A Good One
This morning it was 5 degrees and blustery, with a noncommittal snow flurry swirling in the arctic air. It had snowed the day before, too, and what with the snow and the wind, the front hill of our quarter-mile driveway was host to some impressive drifts. I hadn’t plowed the first storm, since I’d yet to replace the lift chain that had broken a few days prior, leaving us with little choice but to scrape clean a mile’s worth of gravel road before pulling into Will’s barnyard. “Hey, Will,” I asked, “Would you be able to run us home?” Instead, he scrounged in his workshop for a random assortment of bolts and washers and chain and we cobbled together a temporary fix that would allow us to traverse the remaining four miles of road that separates our place and Will’s. This is one of the things I so appreciate about living in a rural community populated by resourceful folk: Things don’t stay broken for long.
Still and all, the fix was unlikely to hold up to the sort of thrashing a good plow session delivers, so I’d procured the hardware necessary to effect a more permanent repair. Which is how I came to be bent over the plow at 7 this morning, drilling and wrenching and pushing and cursing, at least some of which required the dexterity of bare hands. By the time I had everything up and running I was as cold as I’ve been in a good long while, and I ain’t talking the life-affirming sort of cold I spoke of a couple weeks back. No, I’m talking a cold so deep and settled I swore my bones hurt. With the plow fixed, and chores finished, I retreated to the house, where Penny had fried up a mess of bacon and a big ole pan of scrambled eggs, and toasted the two remaining sourdough bialys I’d made when we’d had company a couple nights prior. The boys love bialys, which, for reasons that thankfully elude me, they’ve taken to calling “toilet knuckles.”
After breakfast, the boys and I set out to plow, and almost immediately I commenced to dropping the front end of the truck into a ditch at the furtherest end of the driveway.

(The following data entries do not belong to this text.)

impl Twap {
    /// Creates a TWAP for `handler`, which has to be the TWAP handler. A random
    /// salt is used when none is provided.
    pub fn new(
        handler: Address,
        data: TwapData,
        salt: Option<&str>,
    ) -> Result<Self, ConstructionError> {
        if handler != TWAP_HANDLER {
            return Err(ConstructionError::InvalidHandler {
                expected: TWAP_HANDLER,
                provided: handler,
            });
        }
        let salt = match salt {
            Some(salt) => conditional_order::parse_salt(salt)?,
            None => random_salt(),
        };
        Ok(Self::with_salt(data, salt))
    }

    pub fn from_data(data: TwapData) -> Self {
        Self::with_salt(data, random_salt())
    }

    /// A zero start epoch or part duration encodes the same static input as
    /// `AtMiningTime` or `Auto`, which is how the handler reads it. The data is
    /// stored in that form.
    pub fn with_salt(mut data: TwapData, salt: B256) -> Self {
        if matches!(data.start_time, StartTime::AtEpoch { epoch } if epoch.is_zero()) {
            data.start_time = StartTime::AtMiningTime;
        }
        if matches!(
            data.duration_of_part,
            DurationOfPart::LimitDuration { duration } if duration.is_zero()
        ) {
            data.duration_of_part = DurationOfPart::Auto;
        }
        Self { salt, data }
    }

    pub fn from_params(
        params: &crate::contracts::ConditionalOrderParams,
    ) -> Result<Self, ConstructionError> {
        Self::deserialize(&conditional_order::encode_params(params))
    }

    /// Inverse of [`ConditionalOrder::serialize`].
    pub fn deserialize(serialized: &[u8]) -> Result<Self, ConstructionError> {
        let params = conditional_order::decode_params(serialized)?;
        if params.handler != TWAP_HANDLER {
            return Err(ConstructionError::HandlerMismatch {
                expected: TWAP_HANDLER,
                provided: params.handler,
            });
        }
        let static_input = TwapStruct::abi_decode(&params.staticInput)
            .map_err(|_| ConstructionError::InvalidSerializedConditionalOrder)?;
        Ok(Self::with_salt(
            Self::struct_to_data(&static_input)?,
            params.salt,
        ))
    }

    pub fn data(&self) -> &TwapData {
        &self.data
    }

    /// The handler's static input for this order.
    pub fn to_struct(&self) -> TwapStruct {
        let data = &self.data;
        let (part_sell_amount, min_part_limit) = if data.number_of_parts.is_zero() {
            (I256::ZERO, I256::ZERO)
        } else {
            (
                data.sell_amount
                    .checked_div(data.number_of_parts)
                    .unwrap_or_default(),
                data.buy_amount
                    .checked_div(data.number_of_parts)
                    .unwrap_or_default(),
            )
        };
        let t0 = match data.start_time {
            StartTime::AtMiningTime => I256::ZERO,
            StartTime::AtEpoch { epoch } => epoch,
        };
        let span = match data.duration_of_part {
            DurationOfPart::Auto => I256::ZERO,
            DurationOfPart::LimitDuration { duration } => duration,
        };
        TwapStruct {
            sellToken: data.sell_token,
            buyToken: data.buy_token,
            receiver: data.receiver,
            partSellAmount: part_sell_amount.into_raw(),
            minPartLimit: min_part_limit.into_raw(),
            t0: t0.into_raw(),
            n: data.number_of_parts.into_raw(),
            t: data.time_between_parts.into_raw(),
            span: span.into_raw(),
            appData: data.app_data,
        }
    }

    /// Total amounts are the part amounts times `n`. Static input whose totals
    /// overflow a `uint256` cannot be represented.
    pub fn struct_to_data(value: &TwapStruct) -> Result<TwapData, ConstructionError> {
        let total = |part: U256| {
            part.checked_mul(value.n)
                .map(I256::from_raw)
                .ok_or(ConstructionError::InvalidSerializedConditionalOrder)
        };
        Ok(TwapData {
            sell_token: value.sellToken,
            buy_token: value.buyToken,
            receiver: value.receiver,
            sell_amount: total(value.partSellAmount)?,
            buy_amount: total(value.minPartLimit)?,
            start_time: if value.t0.is_zero() {
                StartTime::AtMiningTime
            } else {
                StartTime::AtEpoch {
                    epoch: I256::from_raw(value.t0),
                }
            },
            number_of_parts: I256::from_raw(value.n),
            time_between_parts: I256::from_raw(value.t),
            duration_of_part: if value.span.is_zero() {
                DurationOfPart::Auto
            } else {
                DurationOfPart::LimitDuration {
                    duration: I256::from_raw(value.span),
                }
            },
            app_data: value.appData,
        })
    }

    /// Checks the parameters in the same order the handler does, reporting
    /// the first violation.
    pub fn validate(&self) -> Result<(), TwapInvalid> {
        let data = &self.data;
        if data.sell_token == data.buy_token {
            return Err(TwapInvalid::InvalidSameToken);
        }
        if data.sell_token.is_zero() || data.buy_token.is_zero() {
            return Err(TwapInvalid::InvalidToken);
        }
        if !data.sell_amount.is_positive() {
            return Err(TwapInvalid::InvalidSellAmount);
        }
        if !data.buy_amount.is_positive() {
            return Err(TwapInvalid::InvalidMinBuyAmount);
        }
        if let StartTime::AtEpoch { epoch } = data.start_time {
            if !matches!(non_negative_u64(epoch), Some(epoch) if epoch < MAX_UINT32) {
                return Err(TwapInvalid::InvalidStartTime);
            }
        }
        if !matches!(non_negative_u64(data.number_of_parts), Some(n) if n > 1 && n <= MAX_UINT32) {
            return Err(TwapInvalid::InvalidNumParts);
        }
        if !matches!(
            non_negative_u64(data.time_between_parts),
            Some(t) if t > 0 && t <= MAX_FREQUENCY
        ) {
            return Err(TwapInvalid::InvalidFrequency);
        }
        if let DurationOfPart::LimitDuration { duration } = data.duration_of_part {
            if duration > data.time_between_parts {
                return Err(TwapInvalid::InvalidSpan);
            }
            // every static input field is a uint256
            if duration.is_negative() {
                return Err(TwapInvalid::InvalidData);
            }
        }
        Ok(())
    }

    /// Number of parts and seconds between parts of a valid order.
    fn schedule(&self) -> Result<(u64, u64)> {
        let n = non_negative_u64(self.data.number_of_parts)
            .filter(|n| *n <= MAX_UINT32)
            .context("number of parts out of range")?;
        let t = non_negative_u64(self.data.time_between_parts)
            .filter(|t| *t > 0 && *t <= MAX_FREQUENCY)
            .context("time between parts out of range")?;
        Ok((n, t))
    }

    /// When the last part stops being valid for a schedule starting at
    /// `start`.
    pub fn end_timestamp(&self, start: u64) -> Result<u64> {
        let (n, t) = self.schedule()?;
        Ok(start + n * t)
    }

    async fn start_timestamp(&self, ctx: &OwnerContext<'_>) -> Result<Start> {
        if let StartTime::AtEpoch { epoch } = self.data.start_time {
            let epoch = non_negative_u64(epoch).context("start epoch out of range")?;
            return Ok(Start::Epoch(epoch));
        }
        let cabinet = U256::from_be_bytes(self.cabinet(ctx).await?.0);
        if cabinet.is_zero() {
            return Ok(Start::NotRecorded);
        }
        match u64::try_from(cabinet) {
            Ok(epoch) if epoch <= MAX_UINT32 => Ok(Start::Epoch(epoch)),
            _ => Ok(Start::OutOfRange(cabinet)),
        }
    }

    /// Resolves the start of the schedule and the current block timestamp, or
    /// the poll result to give up with.
    async fn resolve_window(
        &self,
        params: &PollParams<'_>,
    ) -> Result<Result<(u64, u64), PollResult>> {
        let start = match self.start_timestamp(&params.owner_context()).await? {
            Start::Epoch(epoch) => Some(epoch),
            Start::NotRecorded => None,
            Start::OutOfRange(value) => {
                return Ok(Err(PollResult::DontTryAgain {
                    reason: format!("Cabinet epoch out of range: {value}"),
                }));
            }
        };
        let now = params.block_info().await?.block_timestamp;
        Ok(Ok((start.unwrap_or(now), now)))
    }
}
//! Inputs and outcomes of polling a conditional order.

use {
    crate::{chain::ChainRead, contracts::GPv2Order, order_book::OrderBookApi},
    alloy::primitives::{Address, B256, Bytes},
    anyhow::Result,
    strum::IntoStaticStr,
};

#[derive(Debug, Clone, Copy, PartialEq, Eq)]
pub struct BlockInfo {
    pub block_number: u64,
    pub block_timestamp: u64,
}

/// Who owns the order and where to read its on-chain state.
#[derive(Clone, Copy)]
pub struct OwnerContext<'a> {
    pub owner: Address,
    pub chain_id: u64,
    pub chain: &'a dyn ChainRead,
    /// Whether the order was created with `ComposableCoW.create` rather than
    /// committed through a merkle root.
    pub is_single_order: bool,
}

pub struct PollParams<'a> {
    pub owner: Address,
    pub chain_id: u64,
    pub chain: &'a dyn ChainRead,
    pub order_book: &'a dyn OrderBookApi,
    /// Inclusion proof for orders committed through a merkle root. `None` for
    /// single orders.
    pub proof: Option<Vec<B256>>,
    /// Overrides the order's own off-chain input.
    pub off_chain_input: Option<Bytes>,
    /// The block to evaluate the order at. The latest block is fetched when
    /// missing.
    pub block_info: Option<BlockInfo>,
}

impl<'a> PollParams<'a> {
    pub fn owner_context(&self) -> OwnerContext<'a> {
        OwnerContext {
            owner: self.owner,
            chain_id: self.chain_id,
            chain: self.chain,
            is_single_order: self.proof.is_none(),
        }
    }

    pub async fn block_info(&self) -> Result<BlockInfo> {
        match self.block_info {
            Some(block_info) => Ok(block_info),
            None => self.chain.latest_block().await,
        }
    }
}

/// Outcome of a poll. Every poll produces exactly one of these, including when
/// something unexpected went wrong.
#[derive(Debug, Clone, PartialEq, Eq, IntoStaticStr)]
#[strum(serialize_all = "SCREAMING_SNAKE_CASE")]
pub enum PollResult {
    /// The order can be posted to the order book right now.
    Success {
        order: GPv2Order::Data,
        signature: Bytes,
    },
    TryAtEpoch {
        epoch: u64,
        reason: String,
    },
    TryNextBlock {
        reason: String,
    },
    TryOnBlock {
        block_number: u64,
        reason: String,
    },
    DontTryAgain {
        reason: String,
    },
    UnexpectedError {
        reason: Option<String>,
        error: Option<String>,
    },
}

impl PollResult {
    pub fn code(&self) -> &'static str {
        self.into()
    }

    pub fn unexpected(err: anyhow::Error) -> Self {
        Self::UnexpectedError {
            reason: None,
            error: Some(format!("{err:#}")),
        }
    }

    pub fn reason(&self) -> Option<&str> {
        match self {
            Self::Success { .. } => None,
            Self::TryAtEpoch { reason, .. }
            | Self::TryNextBlock { reason }
            | Self::TryOnBlock { reason, .. }
            | Self::DontTryAgain { reason } => Some(reason),
            Self::UnexpectedError { reason, .. } => reason.as_deref(),
        }
    }
}

#[derive(Debug, Clone, PartialEq, Eq)]
pub enum IsValid {
    Valid,
    Invalid { reason: String },
}

impl IsValid {
    pub fn is_valid(&self) -> bool {
        matches!(self, Self::Valid)
    }
}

We hiked back and I got the tractor going and puttered out to the truck, whereby I proceeded to extricate it with the log winch. I was warm now, and furthermore strangely pleased by this complication; I have always loved the honest challenge of a stuck vehicle, particularly when I have an arsenal of pulling implements at my disposal. With the truck freed, Rye and I finished plowing (Fin was off to his weekly wilderness skills school), then walked back to retrieve the tractor and there was a moment, with him seated on my lap and me piloting the big beast down the freshly plowed driveway and the sun almost breaking through the clouds that I thought it might be the most perfect morning of my winter. It made no sense and yet there it was. I’d been up since 5:30, gotten both fires going, made coffee, milked and done chores, fixed the plow, gotten stuck, gotten unstuck, scraped snow off the solar panels, and eaten breakfast. It was just a bit after 8 and in many ways, my day had not yet begun.
But already I knew it was gonna be a good one, that even if it somehow turned to shit I’d have the memory of that moment on the tractor with Rye, one of those immersive moments when I am somehow able to harmonize with all the disparate strings of my imperfect life and it feels as if everything is in tune. I love these moments, but am never able to predict or concoct them, and they seem to strike at the most unlikely times.
So I slowed the tractor down a bit to try and draw it out and Rye put a hand on the steering wheel and we rode home.